System Architecture Overview
High-Level Architecture
┌─────────────────────────────────────────────────────────────────┐
│ AI Futures Analysis System │
├─────────────────────────────────────────────────────────────────┤
│ User Interface Layer │
│ ┌──────────────┐ ┌──────────────┐ ┌──────────────────────────┐ │
│ │ Web UI │ │ API Gateway│ │ Interactive Tools │ │
│ │ (React/JS) │ │ (FastAPI) │ │ (Jupyter/Streamlit) │ │
│ └──────────────┘ └──────────────┘ └──────────────────────────┘ │
├─────────────────────────────────────────────────────────────────┤
│ Application Layer │
│ ┌──────────────┐ ┌──────────────┐ ┌──────────────────────────┐ │
│ │ Evidence │ │ Bayesian │ │ Monte Carlo Engine │ │
│ │ Integration │ │ Processor │ │ (NumPy/Numba) │ │
│ └──────────────┘ └──────────────┘ └──────────────────────────┘ │
│ ┌──────────────┐ ┌──────────────┐ ┌──────────────────────────┐ │
│ │ Causal │ │ Sensitivity │ │ Visualization │ │
│ │ Network │ │ Analysis │ │ (Plotly/Matplotlib) │ │
│ └──────────────┘ └──────────────┘ └──────────────────────────┘ │
├─────────────────────────────────────────────────────────────────┤
│ Data Layer │
│ ┌──────────────┐ ┌──────────────┐ ┌──────────────────────────┐ │
│ │ Evidence │ │ Results │ │ Configuration │ │
│ │ Database │ │ Cache │ │ Management │ │
│ │ (PostgreSQL) │ │ (Redis) │ │ (YAML/JSON) │ │
│ └──────────────┘ └──────────────┘ └──────────────────────────┘ │
├─────────────────────────────────────────────────────────────────┤
│ Infrastructure Layer │
│ ┌──────────────┐ ┌──────────────┐ ┌──────────────────────────┐ │
│ │ Compute │ │ Storage │ │ Monitoring │ │
│ │ Cluster │ │ Systems │ │ (Prometheus/Grafana) │ │
│ │ (K8s/Docker)│ │ (S3/GCS) │ │ │ │
│ └──────────────┘ └──────────────┘ └──────────────────────────┘ │
└─────────────────────────────────────────────────────────────────┘
Component Dependencies
graph TD
A[Evidence Database] --> B[Bayesian Processor]
B --> C[Causal Network]
C --> D[Monte Carlo Engine]
D --> E[Results Cache]
E --> F[Visualization]
E --> G[API Gateway]
F --> H[Web UI]
G --> H
I[Configuration] --> B
I --> C
I --> D
J[Monitoring] --> K[All Components]
Hardware Specifications
Development Environment
Minimum Requirements:
CPU:
Cores: 4
Clock: 2.5 GHz
Architecture: x86_64 or ARM64
Memory:
RAM: 8 GB
Swap: 4 GB
Storage:
Type: SSD
Space: 100 GB available
IOPS: 1000+ (for database operations)
Network:
Bandwidth: 100 Mbps
Latency: <50ms to data sources
Recommended Configuration:
CPU:
Cores: 8-16
Clock: 3.0+ GHz
Architecture: x86_64
Features: AVX2, FMA support for NumPy optimization
Memory:
RAM: 32 GB DDR4-3200
Swap: 8 GB
Storage:
Primary: 1 TB NVMe SSD (OS and applications)

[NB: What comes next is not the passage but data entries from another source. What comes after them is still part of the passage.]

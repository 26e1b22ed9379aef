use std::collections::btree_set;
use std::collections::{BTreeMap, BTreeSet};
use std::io::{BufRead, BufReader, Write};
use std::path::Path;

use remora_debugger::{Address, Region};

use crate::{Error, Result};

/// Function map of one analyzed region, ordered by entry address.
pub type FunctionMap = BTreeMap<Address, Function>;

/// How a recovered function was categorized.
#[derive(Clone, Copy, Debug, PartialEq, Eq)]
pub enum FunctionKind {
    /// Ordinary function with a walked extent.
    Standard,

    /// One-instruction indirect-jump trampoline.
    Thunk,

    /// The walk was abandoned before a terminator was found.
    Unknown,
}

/// One recovered function.
#[derive(Clone, Debug, PartialEq, Eq)]
pub struct Function {
    /// Entry address.
    pub entry: Address,

    /// One past the last byte of the function.
    pub end: Address,

    pub kind: FunctionKind,

    /// Number of call sites referencing the entry within the analyzed
    /// region.
    pub references: u32,
}

impl Function {
    pub fn contains(&self, addr: Address) -> bool {
        self.entry <= addr && addr < self.end
    }

    pub fn len(&self) -> u64 {
        self.end - self.entry
    }

    pub fn is_empty(&self) -> bool {
        self.entry == self.end
    }
}

/// Classification of an arbitrary address against the recovered
/// function maps.
#[derive(Clone, Copy, Debug, PartialEq, Eq)]
pub enum AddressCategory {
    NotFunction,
    FunctionStart,
    FunctionBody,
    FunctionEnd,
}

/// User-curated set of addresses forcibly treated as function starts.
///
/// The set persists across analyses, and on disk as a sorted list of
/// hex addresses, one per line.
#[derive(Clone, Debug, Default, PartialEq, Eq)]
pub struct SpecifiedFunctions {
    addrs: BTreeSet<Address>,
}

impl SpecifiedFunctions {
    pub fn new() -> Self {
        Self::default()
    }

    pub fn insert(&mut self, addr: Address) -> bool {
        self.addrs.insert(addr)
    }

    pub fn remove(&mut self, addr: Address) -> bool {
        self.addrs.remove(&addr)
    }

    pub fn contains(&self, addr: Address) -> bool {
        self.addrs.contains(&addr)
    }

    pub fn len(&self) -> usize {
        self.addrs.len()
    }

    pub fn is_empty(&self) -> bool {
        self.addrs.is_empty()
    }

    pub fn iter(&self) -> btree_set::Iter<'_, Address> {
        self.addrs.iter()
    }

    /// The specified addresses falling inside `region`, in address
    /// order.
    pub fn in_region<'a>(&'a self, region: &Region) -> impl Iterator<Item = Address> + 'a {
        self.addrs.range(region.start..region.end).copied()
    }

    /// Loads the set from its on-disk form.
    pub fn load(path: &Path) -> Result<Self> {
        let file = std::fs::File::open(path)?;

        let mut addrs = BTreeSet::new();

        for line in BufReader::new(file).lines() {
            let line = line?;
            let literal = line.trim();

            if literal.is_empty() {
                continue;
            }

            let addr = literal
                .strip_prefix("0x")
                .and_then(|hex| Address::from_str_radix(hex, 16).ok())
                .ok_or_else(|| Error::BadAddressLiteral(literal.to_owned()))?;

            addrs.insert(addr);
        }

        Ok(Self { addrs })
    }

    /// Writes the set in its on-disk form.
    pub fn save(&self, path: &Path) -> Result<()> {
        let mut file = std::fs::File::create(path)?;

        for addr in &self.addrs {
            writeln!(file, "{addr:#x}")?;
        }

        Ok(())
    }
}

#[cfg(test)]
mod tests {
    use super::SpecifiedFunctions;

    #[test]
    fn persists_as_sorted_hex_lines() {
        let mut specified = SpecifiedFunctions::new();
        specified.insert(0x4010);
        specified.insert(0x1000);
        specified.insert(0xdead_beef);

        let file = tempfile::NamedTempFile::new().unwrap();
        specified.save(file.path()).unwrap();

        let on_disk = std::fs::read_to_string(file.path()).unwrap();
        assert_eq!(on_disk, "0x1000\n0x4010\n0xdeadbeef\n");

        let reloaded = SpecifiedFunctions::load(file.path()).unwrap();
        assert_eq!(reloaded, specified);
    }

    #[test]
    fn load_rejects_garbage_entries() {
        let file = tempfile::NamedTempFile::new().unwrap();
        std::fs::write(file.path(), "0x1000\nnot-an-address\n").unwrap();

        assert!(SpecifiedFunctions::load(file.path()).is_err());
    }
}
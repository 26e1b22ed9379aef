use std::path::PathBuf;

/// Error type of this crate.
#[derive(thiserror::Error, Debug)]
pub enum Error {
    /// The requested operation needs an attached debuggee.
    #[error("not attached to a debuggee")]
    NotAttached,

    /// The controller already owns a debuggee.
    #[error("already attached to process {0}")]
    AlreadyAttached(i32),

    /// OS error, surfaced verbatim.
    #[error("os error: {0}")]
    Os(#[from] nix::errno::Errno),

    /// Spawning the debuggee failed before the first stop.
    #[error("failed to spawn {0}: {1}")]
    Spawn(PathBuf, std::io::Error),

    /// The first event after a spawn was not the post-exec trap.
    #[error("unexpected first debug event (raw status {0:#x})")]
    UnexpectedFirstEvent(i32),

    /// The thread is not registered with the controller.
    #[error("unknown thread {0}")]
    UnknownThread(i32),

    /// The address is not mapped in the debuggee.
    #[error("address {0:#x} is not mapped")]
    AddressUnmapped(crate::Address),

    /// The wait deadline elapsed with no pending event.
    #[error("wait timed out")]
    Timeout,

    #[error(transparent)]
    Io(#[from] std::io::Error),
}

/// Result type of this crate.
pub type Result<T> = core::result::Result<T, Error>;
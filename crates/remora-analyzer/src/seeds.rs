//! Heuristic seeders.
//!
//! Each seeder contributes candidate function entries to the walker's
//! worklist. They run in a fixed order, and the first seeder to claim
//! an address wins the tie.

use remora_debugger::{Address, Region};

use crate::disasm::{InsnClass, InstructionDecoder};
use crate::function::SpecifiedFunctions;
use crate::image::RegionBytes;
use crate::symbols::{BinaryInfo, SymbolKind, SymbolProvider};

// Function-prologue sentinel: the call-to-here landing pad emitted by
// control-flow-integrity toolchains (endbr64 / endbr32).
const MARKED_SENTINELS: [&[u8]; 2] = [&[0xf3, 0x0f, 0x1e, 0xfa], &[0xf3, 0x0f, 0x1e, 0xfb]];

// push bp
const FRAME_PUSH: u8 = 0x55;

// mov bp, sp in its canonical encodings, 64- and 32-bit.
const FRAME_MOVES: [&[u8]; 4] = [
    &[0x48, 0x89, 0xe5],
    &[0x89, 0xe5],
    &[0x48, 0x8b, 0xec],
    &[0x8b, 0xec],
];

/// Collects every seed for one region, in precedence order, first
/// claim winning.
pub(crate) fn collect_seeds(
    region: &Region,
    bytes: &RegionBytes,
    decoder: &dyn InstructionDecoder,
    specified: &SpecifiedFunctions,
    symbols: &dyn SymbolProvider,
    binary: &dyn BinaryInfo,
) -> Vec<Address> {
    let mut seeds = Vec::new();

    let mut push = |addr: Address| {
        if region.contains(addr) && !seeds.contains(&addr) {
            seeds.push(addr);
        }
    };

    for addr in specified.in_region(region) {
        push(addr);
    }

    if let Some(entry) = binary.entry_point() {
        push(entry);
    }

    if let Some(main) = binary.main_symbol() {
        push(main);
    }

    for symbol in symbols.lookup_in(region) {
        if symbol.kind == SymbolKind::Function {
            push(symbol.address);
        }
    }

    for addr in marked_prologues(bytes, decoder) {
        push(addr);
    }

    for addr in stack_frame_setups(bytes, decoder) {
        push(addr);
    }

    tracing::debug!(
        region = format_args!("{:#x}", region.start),
        seeds = seeds.len(),
        "seed collection done"
    );

    seeds
}

/// Addresses bearing the prologue sentinel, confirmed to decode.
fn marked_prologues(bytes: &RegionBytes, decoder: &dyn InstructionDecoder) -> Vec<Address> {
    let mut found = Vec::new();

    for offset in 0..bytes.bytes.len() {
        let window = &bytes.bytes[offset..];

        if !MARKED_SENTINELS.iter().any(|s| window.starts_with(s)) {
            continue;
        }

        let addr = bytes.start + offset as Address;

        let insn = decoder.decode(window, addr);
        if insn.class != InsnClass::Invalid {
            found.push(addr);
        }
    }

    found
}

/// Addresses whose first two instructions form the canonical frame
/// setup (push bp; mov bp, sp), confirmed via the disassembler.
fn stack_frame_setups(bytes: &RegionBytes, decoder: &dyn InstructionDecoder) -> Vec<Address> {
    let mut found = Vec::new();

    for offset in 0..bytes.bytes.len() {
        if bytes.bytes[offset] != FRAME_PUSH {
            continue;
        }

        let window = &bytes.bytes[offset + 1..];
        if !FRAME_MOVES.iter().any(|m| window.starts_with(m)) {
            continue;
        }

        let addr = bytes.start + offset as Address;

        // Both instructions must actually decode at this position.
        let push_insn = decoder.decode(bytes.slice_from(addr), addr);
        if push_insn.class == InsnClass::Invalid || push_insn.len != 1 {
            continue;
        }

        let mov_insn = decoder.decode(bytes.slice_from(addr + 1), addr + 1);
        if mov_insn.class == InsnClass::Invalid {
            continue;
        }

        found.push(addr);
    }

    found
}
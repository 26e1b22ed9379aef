#[cfg(any(target_os = "linux", target_os = "freebsd"))]
mod unix;
#[cfg(any(target_os = "linux", target_os = "freebsd"))]
pub use self::unix::*;

#[cfg(not(any(target_os = "linux", target_os = "freebsd")))]
compile_error!("No debugger implementation is available for this platform.");
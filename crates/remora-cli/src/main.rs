#![allow(missing_docs)]
#![allow(clippy::print_stderr)]

use remora_cli::{CliAction, CliOpts};
use tracing_subscriber::EnvFilter;

fn main() {
    let cli = CliOpts::parse_from_cmdline();

    tracing_subscriber::fmt()
        .with_env_filter(
            EnvFilter::builder()
                .with_env_var("REMORA_LOG")
                .from_env_lossy(),
        )
        .init();

    let res = match cli.action {
        CliAction::Run {
            config,
            analyze,
            program,
            args,
        } => remora_cli::evaluate_run(config, program, args, analyze).map(Some),
        CliAction::Attach { config, pid } => {
            remora_cli::evaluate_attach(config, pid).map(|_| None)
        }
        CliAction::Analyze { config, pid, addr } => {
            remora_cli::evaluate_analyze(config, pid, addr).map(|_| None)
        }
        CliAction::Ps => remora_cli::evaluate_ps().map(|_| None),
    };

    match res {
        Ok(Some(exit_code)) => std::process::exit(exit_code),
        Ok(None) => (),
        Err(e) => {
            eprintln!("{e:?}");
            std::process::exit(1);
        }
    }
}
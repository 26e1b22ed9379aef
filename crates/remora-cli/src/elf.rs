//! ELF glue for the analyzer collaborators.
//!
//! Reads the debuggee's object file once and serves the analyzer's
//! [`BinaryInfo`] and [`SymbolProvider`] seams from the extracted
//! symbol table, rebased by the module's load slide.

use std::path::Path;

use goblin::elf::header::ET_DYN;
use goblin::elf::sym::STT_FUNC;
use goblin::elf::Elf;
use miette::IntoDiagnostic;

use remora_analyzer::{BinaryInfo, SymbolKind, SymbolProvider, SymbolRecord};
use remora_debugger::{Address, Region};

/// Facts extracted from the debuggee's executable.
#[derive(Debug)]
pub struct ElfImage {
    entry: Address,
    main: Option<Address>,
    functions: Vec<(String, Address, u64)>,
    position_independent: bool,
    slide: Address,
}

impl ElfImage {
    /// Parses the executable at `path` and extracts the facts the
    /// analyzer consumes. Nothing borrowed from the file survives.
    pub fn load(path: &Path) -> miette::Result<Self> {
        let data = std::fs::read(path).into_diagnostic()?;
        let elf = Elf::parse(&data).into_diagnostic()?;

        let mut functions = Vec::new();
        let mut main = None;

        let mut collect = |syms: &goblin::elf::sym::Symtab<'_>, strtab: &goblin::strtab::Strtab<'_>| {
            for sym in syms.iter() {
                if sym.st_type() != STT_FUNC || sym.st_value == 0 {
                    continue;
                }

                let Some(name) = strtab.get_at(sym.st_name) else {
                    continue;
                };

                if name == "main" {
                    main = Some(sym.st_value);
                }

                functions.push((name.to_owned(), sym.st_value, sym.st_size));
            }
        };

        collect(&elf.syms, &elf.strtab);
        collect(&elf.dynsyms, &elf.dynstrtab);

        Ok(Self {
            entry: elf.header.e_entry,
            main,
            functions,
            position_independent: elf.header.e_type == ET_DYN,
            slide: 0,
        })
    }

    /// Rebases every address by the module's runtime load base.
    ///
    /// A fixed-position executable ignores the slide.
    pub fn with_slide(mut self, module_base: Address) -> Self {
        if self.position_independent {
            self.slide = module_base;
        }

        self
    }
}

impl BinaryInfo for ElfImage {
    fn entry_point(&self) -> Option<Address> {
        Some(self.entry + self.slide)
    }

    fn main_symbol(&self) -> Option<Address> {
        self.main.map(|addr| addr + self.slide)
    }
}

impl SymbolProvider for ElfImage {
    fn lookup_in(&self, region: &Region) -> Vec<SymbolRecord> {
        self.functions
            .iter()
            .map(|(name, addr, size)| SymbolRecord {
                name: name.clone(),
                address: addr + self.slide,
                size: *size,
                kind: SymbolKind::Function,
            })
            .filter(|record| region.contains(record.address))
            .collect()
    }
}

Data: 2 TB SSD or fast HDD (data storage)
IOPS: 10,000+ (NVMe recommended)
Graphics:
GPU: Optional but recommended for visualization
VRAM: 4+ GB for large plot rendering
Production Environment:
CPU:
Cores: 16-32 per node
Clock: 3.5+ GHz
Architecture: x86_64 with AVX-512
Memory:
RAM: 64-128 GB per node
ECC: Recommended for mission-critical deployments
Storage:
Type: Enterprise NVMe SSD
Capacity: 5+ TB per node
IOPS: 50,000+ per node
Replication: RAID 10 or distributed storage
Network:
Bandwidth: 10+ Gbps between nodes
Latency: <1ms inter-node communication
Scaling Characteristics
CPU Scaling:
def cpu_scaling_efficiency(cores):
"""Theoretical scaling efficiency by core count"""
if cores <= 4:
return 0.95 # Near-linear scaling
elif cores <= 8:
return 0.85 # Good scaling with some overhead
elif cores <= 16:
return 0.70 # Moderate scaling, I/O limits
else:
return 0.50 # Poor scaling, memory bandwidth limits
# Performance scaling formula
performance = base_performance * cores * cpu_scaling_efficiency(cores)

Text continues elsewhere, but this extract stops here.